The problem -> Your task is to find every line of the listing that includes "delay" and copy it.

Record excerpts ->
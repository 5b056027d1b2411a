//! Xio against a scripted backend.

use std::sync::Arc;
use std::sync::atomic::{AtomicUsize, Ordering};
use std::time::{Duration, Instant};

use enplex::xio::{self, Payload, RequestOptions, Xio};
use enplex::{Method, StatusCode};

mod common;

use common::start_programmable_backend;

fn counter() -> Arc<AtomicUsize> {
    Arc::new(AtomicUsize::new(0))
}

#[tokio::test]
async fn retries_until_success_with_backoff() {
    let calls = counter();
    let seen = Arc::clone(&calls);
    let addr = start_programmable_backend(move || {
        let n = seen.fetch_add(1, Ordering::SeqCst);
        async move {
            if n < 2 {
                (500, "text/plain", "boom".to_owned())
            } else {
                (200, "application/json", r#"{"ok":true}"#.to_owned())
            }
        }
    })
    .await;

    let started = Instant::now();
    let payload = Xio::new()
        .request(
            &format!("http://{addr}/flaky"),
            RequestOptions::new().delay(Duration::from_millis(100)),
        )
        .await
        .unwrap();

    assert_eq!(payload.as_json(), Some(&serde_json::json!({"ok": true})));
    assert_eq!(calls.load(Ordering::SeqCst), 3);
    // 100ms then 200ms of backoff between the three attempts.
    assert!(started.elapsed() >= Duration::from_millis(300));
}

#[tokio::test]
async fn gives_up_after_max_attempts() {
    let calls = counter();
    let seen = Arc::clone(&calls);
    let addr = start_programmable_backend(move || {
        seen.fetch_add(1, Ordering::SeqCst);
        async { (503, "text/plain", "down".to_owned()) }
    })
    .await;

    let err = Xio::new()
        .request(
            &format!("http://{addr}/down"),
            RequestOptions::new().delay(Duration::from_millis(10)),
        )
        .await
        .unwrap_err();

    assert_eq!(calls.load(Ordering::SeqCst), 3);
    assert_eq!(err.attempts, 3);
    assert_eq!(err.status(), Some(StatusCode::SERVICE_UNAVAILABLE));
    assert!(err.to_string().contains("failed after 3 attempt(s)"));
}

#[tokio::test]
async fn single_attempt_when_retries_disabled() {
    let calls = counter();
    let seen = Arc::clone(&calls);
    let addr = start_programmable_backend(move || {
        seen.fetch_add(1, Ordering::SeqCst);
        async { (404, "text/plain", "gone".to_owned()) }
    })
    .await;

    let err = xio::request(&format!("http://{addr}/"), RequestOptions::new().max_attempts(1))
        .await
        .unwrap_err();

    assert_eq!(calls.load(Ordering::SeqCst), 1);
    assert_eq!(err.status(), Some(StatusCode::NOT_FOUND));
}

#[tokio::test]
async fn decodes_by_content_type() {
    let json = start_programmable_backend(|| async {
        (200, "application/json; charset=utf-8", r#"{"a":1}"#.to_owned())
    })
    .await;
    let text = start_programmable_backend(|| async { (200, "text/plain", "hello".to_owned()) }).await;

    let client = Xio::new();
    let payload = client.get(&format!("http://{json}/")).await.unwrap();
    assert_eq!(payload, Payload::Json(serde_json::json!({"a": 1})));

    let payload = client.get(&format!("http://{text}/")).await.unwrap();
    assert_eq!(payload.as_text(), Some("hello"));
}

#[tokio::test]
async fn sends_method_headers_and_body() {
    let payload = {
        let addr = start_programmable_backend(|| async { (200, "application/json", "[]".to_owned()) }).await;
        let options = RequestOptions::new()
            .method(Method::Post)
            .header("x-trace", "abc")
            .json(&serde_json::json!({"name": "lamp"}))
            .unwrap();
        Xio::new().request(&format!("http://{addr}/items"), options).await
    };
    assert_eq!(payload.unwrap(), Payload::Json(serde_json::json!([])));
}

#[tokio::test]
async fn slow_backend_times_out() {
    let addr = start_programmable_backend(|| async {
        tokio::time::sleep(Duration::from_millis(500)).await;
        (200, "text/plain", "late".to_owned())
    })
    .await;

    let err = Xio::new()
        .request(
            &format!("http://{addr}/slow"),
            RequestOptions::new().timeout(Duration::from_millis(100)).max_attempts(1),
        )
        .await
        .unwrap_err();

    assert!(err.is_timeout());
    assert_eq!(err.attempts, 1);
}

#[tokio::test]
async fn refused_connection_is_a_transport_error() {
    let listener = tokio::net::TcpListener::bind("127.0.0.1:0").await.unwrap();
    let addr = listener.local_addr().unwrap();
    drop(listener);

    let err = Xio::new()
        .request(
            &format!("http://{addr}/"),
            RequestOptions::new().max_attempts(2).delay(Duration::from_millis(10)),
        )
        .await
        .unwrap_err();

    assert!(matches!(err.kind, xio::ErrorKind::Transport(_)));
    assert_eq!(err.attempts, 2);
    assert!(!err.is_timeout());
    assert_eq!(err.status(), None);
}

#[tokio::test]
async fn invalid_url_is_never_attempted() {
    let err = Xio::new().get("not a url").await.unwrap_err();
    assert_eq!(err.attempts, 0);
    assert!(matches!(err.kind, xio::ErrorKind::InvalidRequest(_)));

    let err = Xio::new().get("").await.unwrap_err();
    assert_eq!(err.attempts, 0);

    let options = RequestOptions::new().method(Method::Extension);
    let err = Xio::new().request("http://127.0.0.1:1/", options).await.unwrap_err();
    assert_eq!(err.attempts, 0);
    assert!(matches!(err.kind, xio::ErrorKind::InvalidRequest(_)));
}
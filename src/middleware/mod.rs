//! Middleware layer.
//!
//! A middleware is any async function of the form
//!
//! ```text
//! async fn name(req: Request, next: Next) -> impl IntoResponse
//! ```
//!
//! Middleware runs in registration order. Calling [`Next::run`] hands the
//! request to the next link (and, after the last one, to the router); the
//! middleware gets the response back and may edit it. Returning without
//! calling `next` short-circuits: no later middleware and no handler runs.
//!
//! ```rust
//! use enplex::{Request, Response, Router, StatusCode};
//! use enplex::middleware::Next;
//!
//! async fn require_token(req: Request, next: Next) -> Response {
//!     if req.header("authorization").is_none() {
//!         return Response::status(StatusCode::UNAUTHORIZED);
//!     }
//!     next.run(req).await
//! }
//!
//! let app = Router::new().layer(require_token);
//! ```
//!
//! Built-in middleware:
//! - [`trace()`]: per-request span with method, path, status, latency
//! - [`cors()`]: CORS headers and preflight answers
//! - [`cookies()`]: parses the `Cookie` header into [`Cookies`]
//! - [`rate_limit()`]: sliding-window limit per client address
//! - [`validate()`]: per-field checks on the parsed body
//! - [`serve_dir()`]: static files, also reachable via [`Router::use_static`](crate::Router::use_static)

mod cookies;
mod cors;
mod rate_limit;
mod static_files;
mod trace;
mod validate;

pub use cookies::{cookies, Cookies};
pub use cors::{cors, CorsOptions};
pub use rate_limit::{rate_limit, RateLimit, RateLimiter};
pub use static_files::serve_dir;
pub use trace::trace;
pub use validate::{validate, FieldRule, JsonType, Schema};

use std::future::Future;
use std::sync::Arc;

use crate::handler::BoxFuture;
use crate::request::Request;
use crate::response::{IntoResponse, Response};
use crate::router::Router;

#[doc(hidden)]
pub trait ErasedMiddleware {
    fn call(&self, req: Request, next: Next) -> BoxFuture;
}

#[doc(hidden)]
pub type BoxedMiddleware = Arc<dyn ErasedMiddleware + Send + Sync + 'static>;

/// Implemented for every function usable as middleware.
pub trait Middleware: Send + Sync + 'static {
    #[doc(hidden)]
    fn into_boxed_middleware(self) -> BoxedMiddleware;
}

impl<F, Fut, R> Middleware for F
where
    F: Fn(Request, Next) -> Fut + Send + Sync + 'static,
    Fut: Future<Output = R> + Send + 'static,
    R: IntoResponse + Send + 'static,
{
    fn into_boxed_middleware(self) -> BoxedMiddleware {
        Arc::new(FnMiddleware(self))
    }
}

struct FnMiddleware<F>(F);

impl<F, Fut, R> ErasedMiddleware for FnMiddleware<F>
where
    F: Fn(Request, Next) -> Fut + Send + Sync,
    Fut: Future<Output = R> + Send + 'static,
    R: IntoResponse + Send + 'static,
{
    fn call(&self, req: Request, next: Next) -> BoxFuture {
        let fut = (self.0)(req, next);
        Box::pin(async move { fut.await.into_response() })
    }
}

/// The rest of the pipeline, from the point of view of one middleware.
pub struct Next {
    router: Arc<Router>,
    index: usize,
}

impl Next {
    pub(crate) fn start(router: Arc<Router>) -> Self {
        Self { router, index: 0 }
    }

    /// Runs the remaining middleware, then the router.
    pub async fn run(self, req: Request) -> Response {
        let Some(link) = self.router.middleware_at(self.index) else {
            return self.router.endpoint(req).await;
        };
        let next = Self { router: Arc::clone(&self.router), index: self.index + 1 };
        link.call(req, next).await
    }
}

Answer box ->
            RequestOptions::new().delay(Duration::from_millis(100)),
            RequestOptions::new().delay(Duration::from_millis(10)),
            RequestOptions::new().max_attempts(2).delay(Duration::from_millis(10)),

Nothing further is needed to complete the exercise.